What needs to be done: Only lines holding "SpeedProbe" are wanted; copy each of them from the records below.

(Stored items)
//! 外部服务接口
//!
//! 包管理服务和电源服务都由调用方实现（例如 D-Bus 代理），编排器只依赖这里的 trait。
//! 服务的推送通知通过 [`UpdateHandle::notify`](crate::UpdateHandle::notify) 送入编排器。

use async_trait::async_trait;

use crate::{
    error::ServiceResult,
    types::{AppUpdateRecord, JobInfo, MirrorInfo},
};

/// 包管理服务
#[async_trait]
pub trait PackageService: Send + Sync {
    /// 刷新软件源，返回新建的检查任务
    async fn update_source(&self) -> ServiceResult<JobInfo>;

    /// 下载全部可更新的包，返回下载任务
    async fn prepare_dist_upgrade(&self) -> ServiceResult<JobInfo>;

    /// 安装更新，返回安装任务
    async fn dist_upgrade(&self) -> ServiceResult<JobInfo>;

    /// 给定包还需要下载的总字节数
    async fn packages_download_size(&self, packages: &[String]) -> ServiceResult<u64>;

    async fn updatable_apps(&self) -> ServiceResult<Vec<String>>;

    async fn updatable_packages(&self) -> ServiceResult<Vec<String>>;

    async fn application_update_infos(&self, locale: &str)
    -> ServiceResult<Vec<AppUpdateRecord>>;

    async fn set_auto_download_updates(&self, enable: bool) -> ServiceResult<()>;

    async fn auto_download_updates(&self) -> ServiceResult<bool>;

    async fn set_mirror_source(&self, id: &str) -> ServiceResult<()>;

    async fn list_mirror_sources(&self, locale: &str) -> ServiceResult<Vec<MirrorInfo>>;

    /// 当前默认镜像 ID
    async fn mirror_source(&self) -> ServiceResult<String>;

    async fn set_auto_clean(&self, enable: bool) -> ServiceResult<()>;

    async fn auto_clean(&self) -> ServiceResult<bool>;

    async fn clean_job(&self, job_id: &str) -> ServiceResult<()>;

    async fn pause_job(&self, job_id: &str) -> ServiceResult<()>;

    async fn start_job(&self, job_id: &str) -> ServiceResult<()>;

    /// 服务端当前存在的全部任务
    async fn job_list(&self) -> ServiceResult<Vec<JobInfo>>;
}

/// 电源服务
#[async_trait]
pub trait PowerService: Send + Sync {
    async fn on_battery(&self) -> ServiceResult<bool>;

    /// 电池显示电量（0 - 100）
    async fn battery_percentage(&self) -> ServiceResult<f64>;
}
use fs_err::tokio as fs;
use std::{
    io::ErrorKind,
    path::{Path, PathBuf},
};

/// 安装成功、等待重启的标记文件
#[derive(Debug, Clone)]
pub struct RestartMarker {
    path: PathBuf,
}

impl RestartMarker {
    pub fn new(path: impl Into<PathBuf>) -> Self {
        Self { path: path.into() }
    }

    pub fn path(&self) -> &Path {
        &self.path
    }

    pub fn exists(&self) -> bool {
        self.path.exists()
    }

    /// 创建空的标记文件，已存在时不做任何事
    ///
    /// 返回本次是否新建了文件。
    pub async fn mark(&self) -> std::io::Result<bool> {
        match fs::OpenOptions::new()
            .write(true)
            .create_new(true)
            .open(&self.path)
            .await
        {
            Ok(_) => Ok(true),
            Err(e) if e.kind() == ErrorKind::AlreadyExists => Ok(false),
            Err(e) => Err(e),
        }
    }
}
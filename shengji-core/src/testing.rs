//! 测试用的内存服务

use async_trait::async_trait;
use std::{
    collections::HashSet,
    sync::{
        Mutex,
        atomic::{AtomicUsize, Ordering},
    },
    time::Duration,
};

use crate::{
    error::{ServiceError, ServiceResult},
    service::{PackageService, PowerService},
    types::{AppUpdateRecord, JobInfo, MirrorInfo},
};

/// 记录调用并按预设返回结果的包管理服务
#[derive(Default)]
pub(crate) struct FakeService {
    calls: Mutex<Vec<String>>,
    next_job: AtomicUsize,
    failing: Mutex<HashSet<&'static str>>,
    pub records: Mutex<Vec<AppUpdateRecord>>,
    pub packages: Mutex<Vec<String>>,
    pub download_size: Mutex<u64>,
    pub mirrors: Mutex<Vec<MirrorInfo>>,
    pub jobs: Mutex<Vec<JobInfo>>,
    /// `job_list` 应答前的延迟
    pub job_list_delay: Mutex<Duration>,
}

impl FakeService {
    pub fn new() -> Self {
        Self::default()
    }

    /// 让指定方法返回错误
    pub fn fail(&self, method: &'static str) {
        self.failing.lock().unwrap().insert(method);
    }

    pub fn calls(&self, method: &str) -> usize {
        self.calls
            .lock()
            .unwrap()
            .iter()
            .filter(|call| call.split(':').next() == Some(method))
            .count()
    }

    pub fn called_with(&self, call: &str) -> bool {
        self.calls.lock().unwrap().iter().any(|c| c == call)
    }

    fn record(&self, method: &'static str, arg: Option<&str>) -> ServiceResult<()> {
        let entry = match arg {
            Some(arg) => format!("{method}:{arg}"),
            None => method.to_string(),
        };
        self.calls.lock().unwrap().push(entry);
        if self.failing.lock().unwrap().contains(method) {
            return Err(ServiceError::request_failed(method, "injected failure"));
        }
        Ok(())
    }

    fn new_job(&self, job_type: &str) -> JobInfo {
        let n = self.next_job.fetch_add(1, Ordering::SeqCst) + 1;
        JobInfo {
            id: format!("{job_type}-{n}"),
            job_type: job_type.to_string(),
            status: "ready".to_string(),
            progress: 0.0,
        }
    }
}

#[async_trait]
impl PackageService for FakeService {
    async fn update_source(&self) -> ServiceResult<JobInfo> {
        self.record("update_source", None)?;
        Ok(self.new_job("update_source"))
    }

    async fn prepare_dist_upgrade(&self) -> ServiceResult<JobInfo> {
        self.record("prepare_dist_upgrade", None)?;
        Ok(self.new_job("download"))
    }

    async fn dist_upgrade(&self) -> ServiceResult<JobInfo> {
        self.record("dist_upgrade", None)?;
        Ok(self.new_job("dist_upgrade"))
    }

    async fn packages_download_size(&self, _packages: &[String]) -> ServiceResult<u64> {
        self.record("packages_download_size", None)?;
        Ok(*self.download_size.lock().unwrap())
    }

    async fn updatable_apps(&self) -> ServiceResult<Vec<String>> {
        self.record("updatable_apps", None)?;
        Ok(self
            .records
            .lock()
            .unwrap()
            .iter()
            .map(|r| r.package_id.clone())
            .collect())
    }

    async fn updatable_packages(&self) -> ServiceResult<Vec<String>> {
        self.record("updatable_packages", None)?;
        Ok(self.packages.lock().unwrap().clone())
    }

    async fn application_update_infos(
        &self,
        locale: &str,
    ) -> ServiceResult<Vec<AppUpdateRecord>> {
        self.record("application_update_infos", Some(locale))?;
        Ok(self.records.lock().unwrap().clone())
    }

    async fn set_auto_download_updates(&self, enable: bool) -> ServiceResult<()> {
        self.record("set_auto_download_updates", Some(&enable.to_string()))
    }

    async fn auto_download_updates(&self) -> ServiceResult<bool> {
        self.record("auto_download_updates", None)?;
        Ok(true)
    }

    async fn set_mirror_source(&self, id: &str) -> ServiceResult<()> {
        self.record("set_mirror_source", Some(id))
    }

    async fn list_mirror_sources(&self, locale: &str) -> ServiceResult<Vec<MirrorInfo>> {
        self.record("list_mirror_sources", Some(locale))?;
        Ok(self.mirrors.lock().unwrap().clone())
    }

    async fn mirror_source(&self) -> ServiceResult<String> {
        self.record("mirror_source", None)?;
        Ok("default".to_string())
    }

    async fn set_auto_clean(&self, enable: bool) -> ServiceResult<()> {
        self.record("set_auto_clean", Some(&enable.to_string()))
    }

    async fn auto_clean(&self) -> ServiceResult<bool> {
        self.record("auto_clean", None)?;
        Ok(true)
    }

    async fn clean_job(&self, job_id: &str) -> ServiceResult<()> {
        self.record("clean_job", Some(job_id))
    }

    async fn pause_job(&self, job_id: &str) -> ServiceResult<()> {
        self.record("pause_job", Some(job_id))
    }

    async fn start_job(&self, job_id: &str) -> ServiceResult<()> {
        self.record("start_job", Some(job_id))
    }

    async fn job_list(&self) -> ServiceResult<Vec<JobInfo>> {
        self.record("job_list", None)?;
        let jobs = self.jobs.lock().unwrap().clone();
        let delay = *self.job_list_delay.lock().unwrap();
        if !delay.is_zero() {
            tokio::time::sleep(delay).await;
        }
        Ok(jobs)
    }
}

/// 固定读数的电源服务
pub(crate) struct FakePower {
    pub on_battery: bool,
    pub percentage: f64,
}

#[async_trait]
impl PowerService for FakePower {
    async fn on_battery(&self) -> ServiceResult<bool> {
        Ok(self.on_battery)
    }

    async fn battery_percentage(&self) -> ServiceResult<f64> {
        Ok(self.percentage)
    }
}
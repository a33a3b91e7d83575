//! 镜像测速
//!
//! 每个镜像一个并发探测，结果按完成顺序逐条产出，界面可以先展示已完成的部分。
//! 探测失败不重试，直接记为 [`UNREACHABLE_SCORE`]。

use async_trait::async_trait;
use futures::{
    StreamExt,
    stream::{BoxStream, FuturesUnordered},
};
use reqwest::Client;
use std::{
    sync::Arc,
    time::{Duration, Instant},
};
use tokio::process::Command;
use tracing::{debug, warn};

use crate::{
    config::{ProbeBackend, ProbeConfig},
    error::ProbeError,
    types::{MirrorInfo, UNREACHABLE_SCORE},
};

/// 单个镜像的测速结果
#[derive(Debug, Clone, PartialEq, Eq)]
pub struct MirrorSpeed {
    pub mirror_id: String,
    pub score: u32,
}

/// 测速方式
#[async_trait]
pub trait SpeedProbe: Send + Sync {
    /// 返回分数，越小越快
    async fn measure(&self, url: &str) -> Result<u32, ProbeError>;
}

/// 取输出中第一个空白分隔的整数
pub fn parse_score(output: &str) -> Option<u32> {
    output.split_whitespace().next()?.parse().ok()
}

/// 调用外部测速工具，例如 `netselect <url> -s 1`
#[derive(Debug, Clone)]
pub struct CommandProbe {
    program: String,
    args: Vec<String>,
}

impl CommandProbe {
    pub fn new(program: impl Into<String>, args: Vec<String>) -> Self {
        Self {
            program: program.into(),
            args,
        }
    }
}

#[async_trait]
impl SpeedProbe for CommandProbe {
    async fn measure(&self, url: &str) -> Result<u32, ProbeError> {
        let output = Command::new(&self.program)
            .arg(url)
            .args(&self.args)
            .kill_on_drop(true)
            .output()
            .await?;

        let stdout = String::from_utf8_lossy(&output.stdout);
        debug!(url, output = %stdout.trim(), "Probe finished");
        parse_score(&stdout).ok_or(ProbeError::NoScore)
    }
}

/// 用 HEAD 请求的耗时（毫秒）作为分数
#[derive(Debug, Clone)]
pub struct HttpProbe {
    client: Client,
}

impl HttpProbe {
    pub fn new(timeout: Duration) -> Result<Self, ProbeError> {
        let client = Client::builder().timeout(timeout).build()?;
        Ok(Self { client })
    }
}

#[async_trait]
impl SpeedProbe for HttpProbe {
    async fn measure(&self, url: &str) -> Result<u32, ProbeError> {
        let start = Instant::now();
        self.client.head(url).send().await?.error_for_status()?;
        let elapsed = start.elapsed().as_millis();
        Ok(elapsed.min(u128::from(UNREACHABLE_SCORE - 1)) as u32)
    }
}

/// 按配置选择测速方式，HTTP 客户端创建失败时退回外部工具
pub fn probe_from_config(config: &ProbeConfig) -> Arc<dyn SpeedProbe> {
    let command = || -> Arc<dyn SpeedProbe> {
        Arc::new(CommandProbe::new(&config.program, config.args.clone()))
    };
    match config.backend {
        ProbeBackend::Command => command(),
        ProbeBackend::Http => match HttpProbe::new(Duration::from_secs(config.http_timeout)) {
            Ok(probe) => Arc::new(probe),
            Err(e) => {
                warn!(error = %e, "HTTP probe unavailable, using probe tool");
                command()
            }
        },
    }
}

/// 镜像测速器
#[derive(Clone)]
pub struct MirrorProber {
    probe: Arc<dyn SpeedProbe>,
}

impl MirrorProber {
    pub fn new(probe: Arc<dyn SpeedProbe>) -> Self {
        Self { probe }
    }

    /// 并发测速所有镜像，每个镜像必定产出一条结果
    pub fn probe(&self, mirrors: Vec<MirrorInfo>) -> BoxStream<'static, MirrorSpeed> {
        mirrors
            .into_iter()
            .map(|mirror| {
                let probe = Arc::clone(&self.probe);
                async move {
                    let score = match probe.measure(&mirror.url).await {
                        Ok(score) => score,
                        Err(e) => {
                            warn!(mirror = %mirror.id, url = %mirror.url, error = %e, "Mirror probe failed");
                            UNREACHABLE_SCORE
                        }
                    };
                    MirrorSpeed {
                        mirror_id: mirror.id,
                        score,
                    }
                }
            })
            .collect::<FuturesUnordered<_>>()
            .boxed()
    }
}
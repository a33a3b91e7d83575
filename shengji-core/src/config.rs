use anyhow::Result;
use serde::{Deserialize, Serialize};
use std::path::{Path, PathBuf};

/// 镜像测速方式
#[derive(Debug, Clone, Copy, PartialEq, Eq, Serialize, Deserialize)]
#[serde(rename_all = "lowercase")]
pub enum ProbeBackend {
    /// 调用外部测速工具
    Command,
    /// 直接发 HTTP HEAD 请求计时
    Http,
}

/// 镜像测速配置
#[derive(Debug, Clone, Serialize, Deserialize)]
pub struct ProbeConfig {
    pub backend: ProbeBackend,
    /// 测速工具
    pub program: String,
    /// 追加在 URL 之后的参数
    pub args: Vec<String>,
    /// HTTP 测速超时（秒）
    pub http_timeout: u64,
}

impl Default for ProbeConfig {
    fn default() -> Self {
        Self {
            backend: ProbeBackend::Command,
            program: "netselect".to_string(),
            args: vec!["-s".to_string(), "1".to_string()],
            http_timeout: 5,
        }
    }
}

/// 更新编排配置
#[derive(Debug, Clone, Serialize, Deserialize)]
pub struct UpdateConfig {
    /// 首选语言，例如 `zh_CN`
    pub locale: String,
    /// 首选语言没有更新日志时使用的语言
    pub fallback_locale: String,
    /// 包元数据根目录
    pub metadata_dir: PathBuf,
    /// 系统级版本记录
    pub install_log: PathBuf,
    /// 安装成功后等待重启的标记文件
    pub restart_marker: PathBuf,
    /// 代表系统补丁的包名
    pub platform_package: String,
    /// 系统补丁条目的显示名称
    pub platform_name: String,
    /// 事件通道容量
    pub event_buffer: usize,
    #[serde(default)]
    pub probe: ProbeConfig,
}

impl Default for UpdateConfig {
    fn default() -> Self {
        Self {
            locale: system_locale(),
            fallback_locale: "en_US".to_string(),
            metadata_dir: PathBuf::from("/lastore/metadata"),
            install_log: PathBuf::from("/var/lib/lastore/update_infos.json"),
            restart_marker: PathBuf::from("/tmp/.dcc-update-successd"),
            platform_package: "dde".to_string(),
            platform_name: "Deepin".to_string(),
            event_buffer: 1024,
            probe: ProbeConfig::default(),
        }
    }
}

impl UpdateConfig {
    /// 从文件加载配置
    pub async fn load(path: &Path) -> Result<Self> {
        if path.exists() {
            let content = fs_err::tokio::read_to_string(path).await?;
            let config: UpdateConfig = serde_json::from_str(&content)?;
            config.validate()?;
            Ok(config)
        } else {
            // 配置文件不存在时使用默认配置
            Ok(Self::default())
        }
    }

    /// 保存配置到文件
    pub async fn save(&self, path: &Path) -> Result<()> {
        let content = serde_json::to_string_pretty(self)?;
        fs_err::tokio::write(path, content).await?;
        Ok(())
    }

    /// 验证配置的有效性
    pub fn validate(&self) -> Result<()> {
        if self.locale.is_empty() {
            anyhow::bail!("locale must not be empty");
        }
        if self.event_buffer == 0 {
            anyhow::bail!("event_buffer must be greater than 0");
        }
        if self.probe.backend == ProbeBackend::Command && self.probe.program.is_empty() {
            anyhow::bail!("probe.program must not be empty");
        }
        if self.probe.http_timeout == 0 {
            anyhow::bail!("probe.http_timeout must be greater than 0");
        }
        Ok(())
    }
}

/// 从环境变量推断系统语言，去掉编码后缀
pub fn system_locale() -> String {
    ["LC_ALL", "LC_MESSAGES", "LANG"]
        .iter()
        .filter_map(|key| std::env::var(key).ok())
        .find_map(|value| normalize_locale(&value))
        .unwrap_or_else(|| "en_US".to_string())
}

fn normalize_locale(value: &str) -> Option<String> {
    let name = value.split(['.', '@']).next()?.trim();
    match name {
        "" | "C" | "POSIX" => None,
        name => Some(name.to_string()),
    }
}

Solution for this task:
pub trait SpeedProbe: Send + Sync {
impl SpeedProbe for CommandProbe {
impl SpeedProbe for HttpProbe {
pub fn probe_from_config(config: &ProbeConfig) -> Arc<dyn SpeedProbe> {
    let command = || -> Arc<dyn SpeedProbe> {
    probe: Arc<dyn SpeedProbe>,
    pub fn new(probe: Arc<dyn SpeedProbe>) -> Self {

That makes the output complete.